Skiing is the culmination of many different elements including weather, equipment, accommodations, and of course physical ability. Powerful legs and a strong abdomen are key to putting in a full day on the slopes and wrapping up the day with essentially the same amount of energy as you had when it started.
If these muscles groups are weak, your day can be cut short, or worse, you may have trouble making your way down the mountain unassisted. Without an exercise regimen in the offseason designed to keep these muscles toned, your upcoming ski season will get off to a rocky and unproductive start.
Riding a bike during the offseason is an excellent way to keep these muscles toned, limber, and strong and can be accomplished on a stationary or motion bike. A great approach is one that will include a combination of endurance and strength training.
To work on endurance, use the lowers gears on your motion bike or less resistance on your stationary bike. The idea is to maintain an easy, casual pace for a long distance designed to keep your muscles moving, your heart beating, and breathing that is steady. If you train five days a week, endurance training should make up 60 percent of that time, or three out of five days. After all, a full day on the slopes requires a lot of stamina.
For strength training, use the higher gears on your bike or more resistance on your stationary bike. If you’re riding a motion bike, find a route that includes plenty of uphill climbs. The idea, of course, is to use a combination of the strength of your leg muscles, the resistance of the higher gears, and the battle against the gravitational pull trying to pull you back down the hill.
Two days each week with a focus on strength training will pay off handsomely when the bottom falls out of the thermometer.
The Wall Sit
Once strapped into your ski boots, the concept of standing totally upright is altered. Ski boots are designed to automatically place us in the proper ski posture, which is legs slightly bent and back straight. Without strong thigh and butt muscles, fatigue will set in quickly.
A great way to work on strengthening these muscles sets and keeping your legs in a similar position is to do wall sits. With your back firmly against a wall, slowly slide down until your legs are bent at the knees at a 45-degree angle. If this angle doesn’t provide some “pull” and “burn” in your quads, you can slide farther down the wall, increasing your angle up to 90 degrees.
Find a position that will challenge you to stay in place for one minute. Do this for three sets, walking in place for one minute after each exercise. You can safely do this every day during the offseason, but every other day is also beneficial. Increase your time and push yourself to maintain this position for up to three minutes. You’ll be richly rewarded right at the beginning of the ski season.
Swimming is a great form of exercise no matter why you’re doing it. For skiers, however, it’s an excellent method for improving endurance and exercising virtually every muscle set in your body. One day each week you should add lap swimming to your workout routine. You can start out slowly, perhaps just 10 laps, but you’ll want to push yourself to increase this to as much as 50 laps as quickly as possible.

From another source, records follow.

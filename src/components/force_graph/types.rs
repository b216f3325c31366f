//! Input for the graph canvas, derived from the displayed subgraph.

use crate::graph::{GraphEdge, GraphNode, Subgraph, is_automation};

/// How a node is drawn.
#[derive(Clone, Copy, Debug, Default, PartialEq, Eq)]
pub enum NodeRole {
	/// Classified as an automation.
	Automation,
	/// Tagged `entity`.
	Entity,
	/// Anything else.
	#[default]
	Other,
}

impl NodeRole {
	/// Role of a graph node: automation first, then the `entity` tag.
	pub fn of(node: &GraphNode) -> Self {
		if is_automation(node) {
			NodeRole::Automation
		} else if node.kind.as_deref() == Some("entity") {
			NodeRole::Entity
		} else {
			NodeRole::Other
		}
	}
}

/// How an edge is drawn.
#[derive(Clone, Copy, Debug, PartialEq, Eq)]
pub enum LinkStyle {
	/// Entity triggers automation. Drawn with flowing dashes.
	Trigger,
	/// Automation acts on entity.
	Action,
	/// Entities linked through an automation.
	Related,
	/// No relation name.
	Plain,
	/// Drawn by hand, view only.
	Manual,
}

impl LinkStyle {
	/// Style for an edge's relation name.
	pub fn of(edge: &GraphEdge) -> Self {
		match edge.relation.as_deref() {
			Some("trigger") => LinkStyle::Trigger,
			Some("action") => LinkStyle::Action,
			Some("related") => LinkStyle::Related,
			_ => LinkStyle::Plain,
		}
	}

	/// Whether the dash pattern scrolls along the edge.
	pub fn flows(self) -> bool {
		matches!(self, LinkStyle::Trigger)
	}
}

/// A node on the canvas.
#[derive(Clone, Debug, PartialEq)]
pub struct CanvasNode {
	/// Node identifier.
	pub id: String,
	/// Text drawn next to the node.
	pub label: String,
	/// Fill colour and label policy.
	pub role: NodeRole,
}

/// A directed edge on the canvas.
#[derive(Clone, Debug, PartialEq)]
pub struct CanvasLink {
	/// Source node identifier.
	pub source: String,
	/// Target node identifier.
	pub target: String,
	/// Stroke and dash style.
	pub style: LinkStyle,
}

/// Everything the canvas draws except the manual overlay.
#[derive(Clone, Debug, Default, PartialEq)]
pub struct CanvasGraph {
	/// Nodes to draw.
	pub nodes: Vec<CanvasNode>,
	/// Edges between drawn nodes.
	pub links: Vec<CanvasLink>,
	/// The selected automation, pinned at the centre.
	pub focal: Option<String>,
}

impl CanvasGraph {
	/// Builds canvas input from a displayed subgraph and the current selection.
	///
	/// `focal` is ignored unless it names a displayed node.
	pub fn from_subgraph(subgraph: &Subgraph, focal: &str) -> Self {
		Self {
			nodes: subgraph
				.nodes
				.iter()
				.map(|node| CanvasNode {
					id: node.id.clone(),
					label: node.display_label().to_string(),
					role: NodeRole::of(node),
				})
				.collect(),
			links: subgraph
				.edges
				.iter()
				.map(|edge| CanvasLink {
					source: edge.source.clone(),
					target: edge.target.clone(),
					style: LinkStyle::of(edge),
				})
				.collect(),
			focal: subgraph
				.contains_node(focal)
				.then(|| focal.to_string()),
		}
	}
}
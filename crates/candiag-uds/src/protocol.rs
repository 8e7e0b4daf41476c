//! UDS wire grammar: service identifiers, requests, responses

use crate::nrc::NegativeResponseCode;

/// Standard UDS service ID constants
pub mod service_id {
    pub const DIAGNOSTIC_SESSION_CONTROL: u8 = 0x10;
    pub const ECU_RESET: u8 = 0x11;
    pub const CLEAR_DIAGNOSTIC_INFO: u8 = 0x14;
    pub const READ_DTC_INFO: u8 = 0x19;
    pub const READ_DATA_BY_ID: u8 = 0x22;
    pub const SECURITY_ACCESS: u8 = 0x27;
    pub const WRITE_DATA_BY_ID: u8 = 0x2E;
    pub const ROUTINE_CONTROL: u8 = 0x31;
    pub const TESTER_PRESENT: u8 = 0x3E;
    pub const NEGATIVE_RESPONSE: u8 = 0x7F;

    /// A positive response echoes the service ID plus this offset.
    pub const POSITIVE_OFFSET: u8 = 0x40;
}

/// Build the wire form of a positive response for a service.
pub fn positive_response(sid: u8, data: &[u8]) -> Vec<u8> {
    let mut response = Vec::with_capacity(1 + data.len());
    response.push(sid.wrapping_add(service_id::POSITIVE_OFFSET));
    response.extend_from_slice(data);
    response
}

/// Build the wire form of a negative response.
pub fn negative_response(sid: u8, nrc: NegativeResponseCode) -> Vec<u8> {
    vec![service_id::NEGATIVE_RESPONSE, sid, nrc.into()]
}

/// A fully reassembled diagnostic request: service ID plus parameter
/// bytes. Never partially valid; an empty payload does not parse.
#[derive(Debug, Clone, PartialEq, Eq)]
pub struct UdsRequest {
    pub sid: u8,
    pub data: Vec<u8>,
}

impl UdsRequest {
    /// Parse a reassembled ISO-TP payload. `None` for an empty payload.
    pub fn parse(payload: &[u8]) -> Option<Self> {
        let (&sid, data) = payload.split_first()?;
        Some(Self {
            sid,
            data: data.to_vec(),
        })
    }

    /// Total request length on the wire, including the service ID byte.
    pub fn wire_len(&self) -> usize {
        1 + self.data.len()
    }
}

/// The dispatcher's verdict on one request. Exactly one response exists
/// per request; serialization order is fixed by ISO 14229.
#[derive(Debug, Clone, PartialEq, Eq)]
pub enum UdsResponse {
    Positive { sid: u8, data: Vec<u8> },
    Negative { sid: u8, nrc: NegativeResponseCode },
}

impl UdsResponse {
    pub fn to_bytes(&self) -> Vec<u8> {
        match self {
            Self::Positive { sid, data } => positive_response(*sid, data),
            Self::Negative { sid, nrc } => negative_response(*sid, *nrc),
        }
    }

    pub fn is_positive(&self) -> bool {
        matches!(self, Self::Positive { .. })
    }
}
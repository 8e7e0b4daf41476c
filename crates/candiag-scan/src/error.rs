//! Scanner errors

use candiag_can::{FrameError, TransportError};
use candiag_uds::UdsError;
use thiserror::Error;

#[derive(Debug, Error)]
pub enum ScanError {
    #[error("Scan cancelled")]
    Cancelled,

    #[error(transparent)]
    Transport(#[from] TransportError),

    #[error(transparent)]
    Frame(#[from] FrameError),

    #[error("UDS error: {0}")]
    Uds(#[from] UdsError),
}
//! UDS (Unified Diagnostic Services) protocol layer for candiag.
//!
//! Server side: a [`ServiceDispatcher`] maps service identifiers to
//! handlers built once at construction, validates request lengths and
//! turns handler results into positive or negative responses; the
//! standard emulation service table lives in [`standard_dispatcher`].
//! Client side: [`UdsClient`] issues requests over any
//! [`candiag_can::IsoTpChannel`] and classifies negative responses and
//! timeouts. The [`ParameterStore`] holds the DID-keyed byte payloads
//! both sides trade in.

mod client;
mod dispatcher;
mod error;
mod nrc;
mod protocol;
mod services;
mod store;

pub use client::UdsClient;
pub use dispatcher::{ServiceDispatcher, ServiceResult, SessionContext};
pub use error::UdsError;
pub use nrc::NegativeResponseCode;
pub use protocol::{negative_response, positive_response, service_id, UdsRequest, UdsResponse};
pub use services::{standard_dispatcher, SECURITY_SEED};
pub use store::{ParameterStore, StoreError};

Olympic-size pools are 50 meters in length, which means there and back (two laps) is approximately one football field. Once you find your stride, you may discover that you’re just getting warmed up at 10 laps. This is a good thing. Shoot for 25 with a goal of 50, one day each week. This will increase your stamina, strengthen your muscles, and improve your breathing, which are all necessary if you’re going to put in a lot of time on the mountain in the upcoming ski season.
How do you stay fit during the skiing offseason?